■ EXERCISE GOAL
Across the following data, how many lines include the string "sqlx"? Reply with the number and nothing more.

[Data records]
____
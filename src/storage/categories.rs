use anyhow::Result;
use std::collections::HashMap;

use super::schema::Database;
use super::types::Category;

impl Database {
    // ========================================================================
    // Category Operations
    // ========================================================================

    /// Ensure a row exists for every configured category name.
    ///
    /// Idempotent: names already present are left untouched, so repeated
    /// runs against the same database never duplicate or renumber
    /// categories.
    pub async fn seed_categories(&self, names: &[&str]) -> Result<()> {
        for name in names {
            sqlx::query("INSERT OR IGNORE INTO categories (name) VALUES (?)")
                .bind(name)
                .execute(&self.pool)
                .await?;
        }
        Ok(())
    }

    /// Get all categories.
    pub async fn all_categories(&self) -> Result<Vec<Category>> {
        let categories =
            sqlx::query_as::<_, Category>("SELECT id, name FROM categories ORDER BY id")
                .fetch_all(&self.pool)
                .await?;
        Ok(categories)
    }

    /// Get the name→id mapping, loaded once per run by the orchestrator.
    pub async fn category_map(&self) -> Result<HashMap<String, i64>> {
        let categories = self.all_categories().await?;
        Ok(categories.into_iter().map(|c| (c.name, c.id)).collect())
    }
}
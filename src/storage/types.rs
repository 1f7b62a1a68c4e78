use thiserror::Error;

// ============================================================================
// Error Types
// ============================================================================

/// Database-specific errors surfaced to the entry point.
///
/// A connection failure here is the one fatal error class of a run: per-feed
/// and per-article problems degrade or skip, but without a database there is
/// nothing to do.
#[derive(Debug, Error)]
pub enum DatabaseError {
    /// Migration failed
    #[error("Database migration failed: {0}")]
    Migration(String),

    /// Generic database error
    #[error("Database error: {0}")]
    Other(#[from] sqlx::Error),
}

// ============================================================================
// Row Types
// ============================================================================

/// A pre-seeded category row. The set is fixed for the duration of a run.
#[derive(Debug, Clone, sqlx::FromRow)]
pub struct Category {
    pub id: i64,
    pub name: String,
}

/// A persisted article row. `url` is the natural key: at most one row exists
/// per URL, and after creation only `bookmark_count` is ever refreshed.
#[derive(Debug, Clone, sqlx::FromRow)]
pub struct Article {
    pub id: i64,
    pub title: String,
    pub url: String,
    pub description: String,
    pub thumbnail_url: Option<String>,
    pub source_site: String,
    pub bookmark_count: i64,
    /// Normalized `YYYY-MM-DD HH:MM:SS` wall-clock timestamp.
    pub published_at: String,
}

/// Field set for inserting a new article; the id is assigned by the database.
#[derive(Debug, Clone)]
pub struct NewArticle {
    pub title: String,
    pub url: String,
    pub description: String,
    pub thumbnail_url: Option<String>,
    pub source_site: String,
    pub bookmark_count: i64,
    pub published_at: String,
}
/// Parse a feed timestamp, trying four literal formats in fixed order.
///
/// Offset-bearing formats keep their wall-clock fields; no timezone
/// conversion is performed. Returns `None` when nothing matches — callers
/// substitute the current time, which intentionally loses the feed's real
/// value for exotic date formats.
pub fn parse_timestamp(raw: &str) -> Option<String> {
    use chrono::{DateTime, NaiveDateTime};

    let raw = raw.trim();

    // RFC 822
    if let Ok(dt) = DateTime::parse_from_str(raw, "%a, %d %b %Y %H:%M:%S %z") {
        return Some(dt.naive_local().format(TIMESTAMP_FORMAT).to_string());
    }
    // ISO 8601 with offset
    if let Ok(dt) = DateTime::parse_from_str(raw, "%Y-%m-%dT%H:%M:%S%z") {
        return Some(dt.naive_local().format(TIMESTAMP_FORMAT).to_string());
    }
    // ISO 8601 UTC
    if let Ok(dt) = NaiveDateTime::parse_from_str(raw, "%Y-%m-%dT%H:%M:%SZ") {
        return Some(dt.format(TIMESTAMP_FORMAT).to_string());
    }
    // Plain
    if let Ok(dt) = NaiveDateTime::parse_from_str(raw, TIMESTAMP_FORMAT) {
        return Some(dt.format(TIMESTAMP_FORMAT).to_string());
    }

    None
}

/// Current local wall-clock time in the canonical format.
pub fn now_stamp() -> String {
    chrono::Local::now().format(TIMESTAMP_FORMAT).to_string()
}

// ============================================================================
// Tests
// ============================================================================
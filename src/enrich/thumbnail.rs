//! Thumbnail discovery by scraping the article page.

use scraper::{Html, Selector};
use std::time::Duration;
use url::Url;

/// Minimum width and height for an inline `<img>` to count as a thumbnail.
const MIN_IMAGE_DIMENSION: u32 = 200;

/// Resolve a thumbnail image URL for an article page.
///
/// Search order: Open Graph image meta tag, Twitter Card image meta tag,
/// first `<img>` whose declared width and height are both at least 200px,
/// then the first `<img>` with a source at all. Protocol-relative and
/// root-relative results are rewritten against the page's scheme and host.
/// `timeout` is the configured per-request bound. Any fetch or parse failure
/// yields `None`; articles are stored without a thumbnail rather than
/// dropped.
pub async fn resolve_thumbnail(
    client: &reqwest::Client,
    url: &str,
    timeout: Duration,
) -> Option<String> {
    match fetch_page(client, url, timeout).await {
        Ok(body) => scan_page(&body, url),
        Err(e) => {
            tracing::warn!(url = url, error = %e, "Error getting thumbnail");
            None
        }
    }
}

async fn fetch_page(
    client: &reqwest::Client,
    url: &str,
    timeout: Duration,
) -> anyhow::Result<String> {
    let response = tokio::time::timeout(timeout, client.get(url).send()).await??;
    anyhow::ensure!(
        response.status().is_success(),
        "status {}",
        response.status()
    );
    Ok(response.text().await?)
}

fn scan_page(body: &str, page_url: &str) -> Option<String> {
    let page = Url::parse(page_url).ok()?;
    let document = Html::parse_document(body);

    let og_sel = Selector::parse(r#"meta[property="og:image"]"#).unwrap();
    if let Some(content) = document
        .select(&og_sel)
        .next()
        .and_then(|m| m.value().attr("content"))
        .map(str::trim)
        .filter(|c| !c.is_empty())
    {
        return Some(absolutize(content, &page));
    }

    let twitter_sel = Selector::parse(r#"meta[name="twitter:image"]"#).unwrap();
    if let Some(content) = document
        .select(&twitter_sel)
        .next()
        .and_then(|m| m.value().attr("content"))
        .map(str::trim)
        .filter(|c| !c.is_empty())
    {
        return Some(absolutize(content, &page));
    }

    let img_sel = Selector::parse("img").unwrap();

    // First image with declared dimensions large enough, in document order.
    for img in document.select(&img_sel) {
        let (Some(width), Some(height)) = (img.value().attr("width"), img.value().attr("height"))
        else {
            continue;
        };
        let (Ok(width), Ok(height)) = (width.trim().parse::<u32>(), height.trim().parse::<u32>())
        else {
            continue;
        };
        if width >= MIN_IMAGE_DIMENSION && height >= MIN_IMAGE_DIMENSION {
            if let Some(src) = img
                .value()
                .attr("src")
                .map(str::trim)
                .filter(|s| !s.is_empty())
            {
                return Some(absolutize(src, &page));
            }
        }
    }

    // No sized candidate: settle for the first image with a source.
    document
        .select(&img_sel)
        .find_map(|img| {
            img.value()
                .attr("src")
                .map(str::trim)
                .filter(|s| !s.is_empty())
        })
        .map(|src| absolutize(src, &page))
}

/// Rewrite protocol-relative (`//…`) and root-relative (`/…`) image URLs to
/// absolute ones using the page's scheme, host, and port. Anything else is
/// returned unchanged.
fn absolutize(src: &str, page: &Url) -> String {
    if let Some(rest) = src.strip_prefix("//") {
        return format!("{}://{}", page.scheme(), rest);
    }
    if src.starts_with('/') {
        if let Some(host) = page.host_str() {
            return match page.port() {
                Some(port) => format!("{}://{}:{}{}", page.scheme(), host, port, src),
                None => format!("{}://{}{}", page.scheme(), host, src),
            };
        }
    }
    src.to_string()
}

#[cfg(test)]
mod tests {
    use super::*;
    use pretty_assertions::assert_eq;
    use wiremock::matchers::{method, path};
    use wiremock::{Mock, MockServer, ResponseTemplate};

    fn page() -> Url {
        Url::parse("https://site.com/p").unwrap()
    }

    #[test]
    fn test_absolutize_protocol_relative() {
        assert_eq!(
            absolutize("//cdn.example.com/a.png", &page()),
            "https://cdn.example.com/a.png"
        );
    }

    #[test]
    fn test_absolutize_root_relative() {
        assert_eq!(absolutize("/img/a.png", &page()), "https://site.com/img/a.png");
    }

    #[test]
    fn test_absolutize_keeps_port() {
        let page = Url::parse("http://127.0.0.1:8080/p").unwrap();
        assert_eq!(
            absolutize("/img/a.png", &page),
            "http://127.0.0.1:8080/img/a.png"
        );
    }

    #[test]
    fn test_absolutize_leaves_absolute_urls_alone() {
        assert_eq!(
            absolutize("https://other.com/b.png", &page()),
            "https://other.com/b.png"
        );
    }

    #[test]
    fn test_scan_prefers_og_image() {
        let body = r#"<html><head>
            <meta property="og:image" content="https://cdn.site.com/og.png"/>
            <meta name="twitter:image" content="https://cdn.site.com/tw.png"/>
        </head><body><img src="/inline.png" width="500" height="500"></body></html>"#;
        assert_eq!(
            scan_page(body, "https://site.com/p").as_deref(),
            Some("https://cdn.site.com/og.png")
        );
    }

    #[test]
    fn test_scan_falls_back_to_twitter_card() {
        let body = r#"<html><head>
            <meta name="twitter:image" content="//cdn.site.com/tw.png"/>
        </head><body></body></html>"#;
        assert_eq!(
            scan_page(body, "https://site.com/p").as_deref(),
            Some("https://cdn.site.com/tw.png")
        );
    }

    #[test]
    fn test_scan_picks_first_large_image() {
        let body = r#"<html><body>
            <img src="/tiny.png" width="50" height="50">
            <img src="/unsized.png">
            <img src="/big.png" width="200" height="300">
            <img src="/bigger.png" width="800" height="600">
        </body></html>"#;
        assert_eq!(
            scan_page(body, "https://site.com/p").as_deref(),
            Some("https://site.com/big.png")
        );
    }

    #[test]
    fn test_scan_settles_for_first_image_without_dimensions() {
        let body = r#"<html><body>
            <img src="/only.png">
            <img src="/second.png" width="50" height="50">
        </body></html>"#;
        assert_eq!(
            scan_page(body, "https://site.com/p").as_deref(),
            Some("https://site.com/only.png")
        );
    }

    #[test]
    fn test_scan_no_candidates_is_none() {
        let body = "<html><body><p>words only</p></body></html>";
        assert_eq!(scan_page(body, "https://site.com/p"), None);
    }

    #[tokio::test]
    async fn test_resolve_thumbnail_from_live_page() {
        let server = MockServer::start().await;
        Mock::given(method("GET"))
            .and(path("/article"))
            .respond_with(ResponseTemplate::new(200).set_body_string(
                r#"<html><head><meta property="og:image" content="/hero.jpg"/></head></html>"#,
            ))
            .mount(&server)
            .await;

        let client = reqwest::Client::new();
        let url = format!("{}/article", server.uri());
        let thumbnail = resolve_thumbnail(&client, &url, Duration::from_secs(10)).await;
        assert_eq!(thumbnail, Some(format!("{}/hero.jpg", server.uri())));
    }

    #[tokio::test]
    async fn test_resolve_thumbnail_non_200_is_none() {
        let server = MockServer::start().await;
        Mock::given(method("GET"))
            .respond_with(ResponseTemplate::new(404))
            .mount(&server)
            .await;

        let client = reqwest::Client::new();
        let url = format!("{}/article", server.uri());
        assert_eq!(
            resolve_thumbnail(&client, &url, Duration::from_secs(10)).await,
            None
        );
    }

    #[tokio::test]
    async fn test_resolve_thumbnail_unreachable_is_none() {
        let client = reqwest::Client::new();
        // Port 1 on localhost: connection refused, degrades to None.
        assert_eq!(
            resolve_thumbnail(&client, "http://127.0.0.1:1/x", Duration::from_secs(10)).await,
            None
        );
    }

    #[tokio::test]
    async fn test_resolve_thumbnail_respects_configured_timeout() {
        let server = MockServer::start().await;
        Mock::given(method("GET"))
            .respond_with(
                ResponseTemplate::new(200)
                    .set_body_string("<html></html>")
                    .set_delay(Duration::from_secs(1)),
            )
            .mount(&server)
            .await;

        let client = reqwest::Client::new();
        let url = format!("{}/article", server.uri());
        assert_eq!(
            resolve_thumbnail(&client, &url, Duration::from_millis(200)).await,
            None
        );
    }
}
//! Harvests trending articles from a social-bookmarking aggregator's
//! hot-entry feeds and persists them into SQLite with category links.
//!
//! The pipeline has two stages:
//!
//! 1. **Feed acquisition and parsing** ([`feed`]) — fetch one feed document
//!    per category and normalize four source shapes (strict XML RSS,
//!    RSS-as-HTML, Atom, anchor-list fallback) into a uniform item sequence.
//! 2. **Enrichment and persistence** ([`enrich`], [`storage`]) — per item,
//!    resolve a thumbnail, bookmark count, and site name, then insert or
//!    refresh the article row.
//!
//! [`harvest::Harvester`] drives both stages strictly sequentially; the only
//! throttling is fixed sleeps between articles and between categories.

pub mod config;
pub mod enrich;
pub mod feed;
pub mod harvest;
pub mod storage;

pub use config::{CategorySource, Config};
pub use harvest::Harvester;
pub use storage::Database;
____
■ TASK OUTPUT
5